Send them to boarding school... (Score:2)
...in Tehran or Pyongyang.
I mean it's the only way to guarantee your kids won't be accessing undesirable material, right?
Transparent Proxy (Score:2)
You can set up a transparent proxy like squid (http://www.squid-cache.org/) combined with iptables (http://iptables.org/), so that any outbound port 80 or port 443 requests from the machine can get filtered via squid.
Then, in squid you can run all your logic through DansGuardian (http://dansguardian.org/?page=whatisdg), a content filter.
Avoiding Frustation (Score:4, Informative)
https://www.opendns.com/home-i... [opendns.com]
They have a feature to block inappropriate websites, and I think you cannot change the DNS unless you have the sudo/root password.
Also, Adblock Plus blocks malware and social media (if your kids are too young to use Facebook).

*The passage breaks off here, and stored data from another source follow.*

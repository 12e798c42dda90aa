use anyhow::{Context, Result};
use chrono::{DateTime, Utc};
use serde::Serialize;
use std::fs;
use std::path::Path;

use crate::files::FileState;
use crate::heal::{LoopReport, LoopStatus, PatchRecord};
use crate::profile::Language;

/// Everything a finished session produced.
#[derive(Debug, Clone, Serialize)]
pub(crate) struct SessionReport {
    pub task: String,
    pub profile: Language,
    pub image_tag: String,
    pub status: LoopStatus,
    pub test_runs: u32,
    pub patches: Vec<PatchRecord>,
    pub last_test_output: String,
    pub file_state: FileState,
    pub artifact: String,
    pub started_at: DateTime<Utc>,
    pub finished_at: DateTime<Utc>,
}

impl SessionReport {
    pub fn new(
        task: &str,
        profile: Language,
        image_tag: &str,
        outcome: LoopReport,
        artifact: String,
        started_at: DateTime<Utc>,
    ) -> Self {
        Self {
            task: task.to_string(),
            profile,
            image_tag: image_tag.to_string(),
            status: outcome.status,
            test_runs: outcome.test_runs,
            patches: outcome.patches,
            last_test_output: outcome.last_test_output,
            file_state: outcome.file_state,
            artifact,
            started_at,
            finished_at: Utc::now(),
        }
    }

    /// Writes the report as pretty JSON, creating parent directories.
    pub fn save(&self, path: &Path) -> Result<()> {
        if let Some(parent) = path.parent().filter(|p| !p.as_os_str().is_empty()) {
            fs::create_dir_all(parent)
                .with_context(|| format!("Failed to create directory: {}", parent.display()))?;
        }

        let content = serde_json::to_string_pretty(self).context("Failed to serialize report")?;

        fs::write(path, content)
            .with_context(|| format!("Failed to write report: {}", path.display()))?;

        Ok(())
    }
}
use async_trait::async_trait;
use bollard::container::{
    Config as ContainerConfig, CreateContainerOptions, LogOutput, RemoveContainerOptions,
    StopContainerOptions, UploadToContainerOptions,
};
use bollard::exec::{CreateExecOptions, StartExecResults};
use bollard::image::{BuildImageOptions, RemoveImageOptions};
use bollard::Docker;
use bytes::Bytes;
use futures_util::StreamExt;
use tracing::{debug, info, warn};

use super::{ContainerEngine, ExecOutput, SandboxError, SandboxImage};
use crate::profile::WORKDIR;

/// [`ContainerEngine`] backed by the local Docker daemon.
pub(crate) struct DockerEngine {
    docker: Docker,
    stop_timeout_secs: i64,
}

impl DockerEngine {
    /// Connects to the local daemon and checks that it answers.
    pub async fn connect(stop_timeout_secs: i64) -> Result<Self, SandboxError> {
        let docker = Docker::connect_with_local_defaults().map_err(|e| {
            SandboxError::docker_unavailable(format!("Failed to connect to Docker: {e}"))
        })?;

        docker.ping().await.map_err(|e| {
            SandboxError::docker_unavailable(format!("Cannot ping Docker daemon: {e}"))
        })?;

        Ok(Self {
            docker,
            stop_timeout_secs,
        })
    }
}

fn container_name(image: &SandboxImage) -> String {
    let id = uuid::Uuid::new_v4().simple().to_string();
    format!("{}-run-{}", image.tag, &id[..8])
}

#[async_trait]
impl ContainerEngine for DockerEngine {
    async fn build_image(&self, tag: &str, context: Bytes) -> Result<(), SandboxError> {
        let options = BuildImageOptions {
            dockerfile: "Dockerfile".to_string(),
            t: tag.to_string(),
            rm: true,
            forcerm: true,
            ..Default::default()
        };

        let mut stream = self.docker.build_image(options, None, Some(context));

        while let Some(chunk) = stream.next().await {
            match chunk {
                Ok(info) => {
                    if let Some(text) = &info.stream {
                        let trimmed = text.trim();
                        if !trimmed.is_empty() {
                            debug!("build: {}", trimmed);
                        }
                    } else if let Some(error) = &info.error {
                        return Err(SandboxError::build_failed(tag, error.clone()));
                    } else if let Some(message) =
                        info.error_detail.as_ref().and_then(|d| d.message.as_ref())
                    {
                        return Err(SandboxError::build_failed(tag, message.clone()));
                    }
                }
                Err(e) => return Err(SandboxError::build_failed(tag, e.to_string())),
            }
        }

        Ok(())
    }

    async fn start_container(&self, image: &SandboxImage) -> Result<String, SandboxError> {
        let name = container_name(image);
        let config = ContainerConfig {
            image: Some(image.tag.clone()),
            working_dir: Some(WORKDIR.to_string()),
            tty: Some(true),
            open_stdin: Some(true),
            ..Default::default()
        };

        debug!("Creating container: {}", name);
        self.docker
            .create_container(
                Some(CreateContainerOptions {
                    name: name.clone(),
                    platform: None,
                }),
                config,
            )
            .await?;

        debug!("Starting container: {}", name);
        if let Err(e) = self.docker.start_container::<String>(&name, None).await {
            let _ = self
                .docker
                .remove_container(
                    &name,
                    Some(RemoveContainerOptions {
                        force: true,
                        ..Default::default()
                    }),
                )
                .await;
            return Err(e.into());
        }

        info!("Container running: {}", name);
        Ok(name)
    }

    async fn exec(&self, container_id: &str, argv: &[String]) -> Result<ExecOutput, SandboxError> {
        let exec = self
            .docker
            .create_exec(
                container_id,
                CreateExecOptions {
                    cmd: Some(argv.to_vec()),
                    attach_stdout: Some(true),
                    attach_stderr: Some(true),
                    working_dir: Some(WORKDIR.to_string()),
                    ..Default::default()
                },
            )
            .await?;

        let mut frames = Vec::new();

        if let StartExecResults::Attached {
            output: mut stream, ..
        } = self.docker.start_exec(&exec.id, None).await?
        {
            while let Some(chunk) = stream.next().await {
                match chunk {
                    Ok(
                        LogOutput::StdOut { message }
                        | LogOutput::StdErr { message }
                        | LogOutput::Console { message },
                    ) => {
                        frames.push(message);
                    }
                    Ok(LogOutput::StdIn { .. }) => {}
                    Err(e) => {
                        warn!("Error reading exec output: {}", e);
                    }
                }
            }
        }

        let exit_code = self.docker.inspect_exec(&exec.id).await?.exit_code;
        Ok(ExecOutput {
            exit_code,
            output: decode_frames(&frames),
        })
    }

    async fn upload(
        &self,
        container_id: &str,
        dir: &str,
        archive: Bytes,
    ) -> Result<(), SandboxError> {
        self.docker
            .upload_to_container(
                container_id,
                Some(UploadToContainerOptions {
                    path: dir.to_string(),
                    ..Default::default()
                }),
                archive,
            )
            .await?;
        Ok(())
    }

    async fn stop_container(&self, container_id: &str) -> Result<(), SandboxError> {
        self.docker
            .stop_container(
                container_id,
                Some(StopContainerOptions {
                    t: self.stop_timeout_secs,
                }),
            )
            .await?;
        Ok(())
    }

    async fn remove_container(&self, container_id: &str) -> Result<(), SandboxError> {
        self.docker
            .remove_container(
                container_id,
                Some(RemoveContainerOptions {
                    force: true,
                    ..Default::default()
                }),
            )
            .await?;
        Ok(())
    }

    async fn remove_image(&self, image: &SandboxImage) -> Result<(), SandboxError> {
        self.docker
            .remove_image(
                &image.tag,
                Some(RemoveImageOptions {
                    force: true,
                    ..Default::default()
                }),
                None,
            )
            .await?;
        debug!("Removed image {}", image.tag);
        Ok(())
    }
}

/// Decodes exec stream frames as one buffer; a character may straddle two frames.
fn decode_frames(frames: &[Bytes]) -> String {
    let bytes: Vec<u8> = frames.iter().flat_map(|f| f.iter().copied()).collect();
    String::from_utf8_lossy(&bytes).into_owned()
}

#[cfg(test)]
mod tests {
    use super::*;

    #[test]
    fn test_container_name_derives_from_image_tag() {
        let image = SandboxImage {
            tag: "crucible-sandbox-1a2b3c4d".to_string(),
        };
        let first = container_name(&image);
        let second = container_name(&image);
        assert!(first.starts_with("crucible-sandbox-1a2b3c4d-run-"));
        assert_ne!(first, second);
    }

    #[test]
    fn test_decode_frames_keeps_split_characters() {
        let frames = [
            Bytes::from_static(b"caf\xc3"),
            Bytes::from_static(b"\xa9 ok\n"),
        ];
        assert_eq!(decode_frames(&frames), "café ok\n");
    }

    #[test]
    fn test_decode_frames_replaces_invalid_bytes() {
        let frames = [Bytes::from_static(b"a\xff"), Bytes::from_static(b"b")];
        assert_eq!(decode_frames(&frames), "a\u{fffd}b");
    }

    #[tokio::test]
    async fn test_connect_without_docker() {
        // Passes with or without a daemon; only the error shape is checked.
        match DockerEngine::connect(5).await {
            Ok(_) => {}
            Err(e) => assert!(e.is_docker_unavailable(), "Unexpected error: {e}"),
        }
    }
}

Finally, YouTube has an option to block sensitive media, under account options.
Good luck!
If they're old enough to surf on their own ... (Score:3)
If they're old enough to surf on their own, they're old enough to handle it on their own.

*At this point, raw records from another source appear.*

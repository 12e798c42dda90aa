//! Text-generation collaborators.
//!
//! The self-healing loop only sees [`CodeGenerator`]. The production
//! implementation, [`PromptedGenerator`], fills the generation and repair
//! templates and sends them to a [`CompletionProvider`]:
//! - Gemini: `generateContent` REST endpoint
//! - OpenAI-compatible: `/chat/completions`
//!
//! The provider is selected via `[llm].provider` in crucible.toml.

mod gemini;
#[cfg(test)]
pub(crate) mod mock;
mod openai;
mod prompts;

pub(crate) use gemini::GeminiProvider;
pub(crate) use openai::OpenAiProvider;
pub(crate) use prompts::PromptedGenerator;

use anyhow::{Context, Result};
use async_trait::async_trait;

use crate::config::LlmConfig;

/// The collaborator that writes and repairs files.
#[async_trait]
pub(crate) trait CodeGenerator: Send + Sync {
    /// Returns the content of the next file the task still needs.
    async fn generate(&self, task: &str, file_state: &str) -> Result<String>;

    /// Returns the corrected content of one file, given the failing test output.
    async fn repair(&self, file_state: &str, error_output: &str) -> Result<String>;
}

/// A single-shot text completion backend.
#[async_trait]
pub(crate) trait CompletionProvider: Send + Sync {
    /// Returns the provider name for display.
    fn name(&self) -> &'static str;

    async fn complete(&self, system: &str, human: &str) -> Result<String>;
}

/// Supported completion providers.
#[derive(Debug, Clone, Copy, Default, PartialEq, Eq)]
pub enum Provider {
    /// Google Gemini.
    #[default]
    Gemini,
    /// Any OpenAI-compatible chat completions API.
    OpenAi,
}

impl std::fmt::Display for Provider {
    fn fmt(&self, f: &mut std::fmt::Formatter<'_>) -> std::fmt::Result {
        match self {
            Self::Gemini => write!(f, "gemini"),
            Self::OpenAi => write!(f, "openai"),
        }
    }
}

impl std::str::FromStr for Provider {
    type Err = anyhow::Error;

    fn from_str(s: &str) -> Result<Self, Self::Err> {
        match s.to_lowercase().as_str() {
            "gemini" => Ok(Self::Gemini),
            "openai" => Ok(Self::OpenAi),
            _ => anyhow::bail!("Unknown LLM provider: '{s}'. Supported: gemini, openai"),
        }
    }
}

/// Builds the completion provider for `provider` from configuration.
///
/// The API key is read from the environment variable named in
/// `[llm].api_key_env`.
pub(crate) fn build_provider(
    provider: Provider,
    config: &LlmConfig,
) -> Result<Box<dyn CompletionProvider>> {
    let api_key = std::env::var(&config.api_key_env).with_context(|| {
        format!(
            "Missing API key: set the {} environment variable \
             (or change [llm].api_key_env in crucible.toml)",
            config.api_key_env
        )
    })?;

    Ok(match provider {
        Provider::Gemini => Box::new(GeminiProvider::new(config, api_key)?),
        Provider::OpenAi => Box::new(OpenAiProvider::new(config, api_key)?),
    })
}

pub(crate) fn http_client(config: &LlmConfig) -> Result<reqwest::Client> {
    reqwest::Client::builder()
        .timeout(std::time::Duration::from_secs(config.request_timeout_secs))
        .build()
        .context("Failed to build HTTP client")
}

It is - to a degree - your call if they are old enough to do so, but countermeasures to keep the "bad internet" away from your children, if you are geek enough to allow them access, is a bit of an oxymoron.
Hint: If they want to see porn and/or Isis set someone on fire, they will do so. If not at home then at/with their friends. Trying to prevent this is being silly. Once I trusted my daughter to handle her own Ubuntu Netbook I also trusted her to handle the web. ... I did curb her webtime though, it can get out of hand. ... But she uses the web and her smartphone as an extension for her social life, not as a substitute. She's actually more on the go than I am, and unwinds not surfing but streaming american teenie serials to improve her english (currenty the 100 [imdb.com] is hip). Not the worst thing to do, imho. Her homework gets done and she's due for her a-levels, so who am I to complain?
I had a discussion a few years back with a mom of one of her very close friends. She too was worried that the new laptop would enable them to watch porn and get a false impression about sexuality. I basically said the same thing that I wrote above and bit my lip about her habit of changing boyfriends every odd month - something way more likely of determining her daughters POV on relationships and sexuality.
Ask them to learn something productive with them - my daughter eventually decided to do a little image editing and I got her a neat colorful book on Gimp [amazon.de] of which she duefully did some excersises and learned a little about files, photography and image manipulation. Good thing for a teenage girl exposed to a cosmetics/fashion industry in constant overdrive. She didn't want to learn programming though. ... I'll survive that I guess.
Tell them about Facebook, Whatsapp, data mining, automated 24/7 surveilance, scams, rapists, shady friends, online mobbing (both sides of it!), etc.. Give them fake accounts and tell them to never use their real name and adress and to be suspicious of the web in general - including mainstream news.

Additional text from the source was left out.